If you tried something like this, what obstacles did you encounter how did you overcome them?

If this idea appeals to you, perhaps you want to partner up! I think something like this is either to do with a partner.

How would one go about compiling such a list of 50 great men?

Thanks, friends.
posted by seatofmypants to Education (7 answers total) 19 users marked this as a favorite
 
What a good idea. Couple of suggestions and then names:

1. Start a blog or something to record what you read and reflect on each of the individuals. Writing will force you to organize your thoughts, keep you on track and create something you can share with others.

2. Are you deliberately excluding women or are you inaccurately using "great men" to mean "great people"? Because clearly you should also include women.

3. It'd be helpful if you had a particular field or sector or even theme to this. Business. Science. Politics. Blondes. Lefties. Anything to give it some structure.

4. Top of the head suggestions:

- George Soros
- Kurt Vonnegut
- Vaclav Havel
- Shakespeare
- Thomas Jefferson
- Woodrow Wilson
- Sam Walton
- Ahng Sung Su Kyi
- Corzine Aquino
-
posted by RandlePatrickMcMurphy at 9:59 PM on January 7, 2010


Santiago Ramon Cajal

What do you mean by "great?"

This idea does not appeal to me. How many people are great because they studied "great people" (there are probably lots; but how many people tried to emulate 'great people' and .... weren't?)

I'm not great.

The greatest list, really, needs some definition. For some people, Ronald Reagan is a "Great Man." What are some of your 'great men?'
posted by porpoise at 10:01 PM on January 7, 2010


Oops. sorry, you do have a list of great men, and a list that I can't disagree with.

Best of luck!
posted by porpoise at 10:02 PM on January 7, 2010


How many people are great because they studied "great people"
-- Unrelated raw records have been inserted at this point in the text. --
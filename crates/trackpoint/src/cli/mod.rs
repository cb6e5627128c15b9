//! Command-line interface for trackpoint.
//!
//! This module provides the CLI structure for the `trackpoint` binary.

mod commands;

use std::path::PathBuf;

use clap::{Parser, Subcommand};

pub use commands::{
    ConfigCommand, EventsCommand, OutputFormat, RealtimeCommand, SendCommand, ServeCommand,
    StatsCommand, StatusCommand,
};

use crate::logging::Verbosity;

/// trackpoint - Product analytics collection
///
/// Runs the event collector, inspects stored events and aggregates, and sends
/// test events through the tracking client.
#[derive(Debug, Parser)]
#[command(name = "trackpoint")]
#[command(author, version, about, long_about = None)]
#[command(propagate_version = true)]
pub struct Cli {
    /// Path to custom configuration file
    #[arg(short, long, global = true, value_name = "FILE")]
    pub config: Option<PathBuf>,

    /// Increase verbosity (-v for debug, -vv for trace)
    #[arg(short, long, action = clap::ArgAction::Count, global = true)]
    pub verbose: u8,

    /// Suppress all output except errors
    #[arg(short, long, global = true)]
    pub quiet: bool,

    /// The command to execute
    #[command(subcommand)]
    pub command: Command,
}

/// Available commands.
#[derive(Debug, Subcommand)]
pub enum Command {
    /// Run the HTTP collector
    Serve(ServeCommand),

    /// List stored events
    Events(EventsCommand),

    /// Show event, page and device aggregates
    Stats(StatsCommand),

    /// Show active sessions and users
    Realtime(RealtimeCommand),

    /// Send one event through the tracking client
    Send(SendCommand),

    /// Show event store status
    Status(StatusCommand),

    /// View or validate configuration
    #[command(subcommand)]
    Config(ConfigCommand),
}

impl Cli {
    /// Get the verbosity level based on flags.
    #[must_use]
    pub fn verbosity(&self) -> Verbosity {
        Verbosity::from_flags(self.verbose, self.quiet)
    }
}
This would be an interesting idea—a timeline of great men who've obviously taken something from previous great men. I mean, you would have to stay strictly within a subject and probably within a sub-topic.

Wait a minute...are you doing 50 men in science, in American politics, in world travel, and so on? That could take ten thousand years.
posted by lhude sing cuccu at 10:09 PM on January 7, 2010


A list of the 50 most important people is going to be subjective- important to who, and for what? I would want some sort of procedure to help guide my selection process.

For example, I might rely on a map of published journal articles (like this or this) to identify clusters of human knowledge, then find out who the most important people were in each of those clusters.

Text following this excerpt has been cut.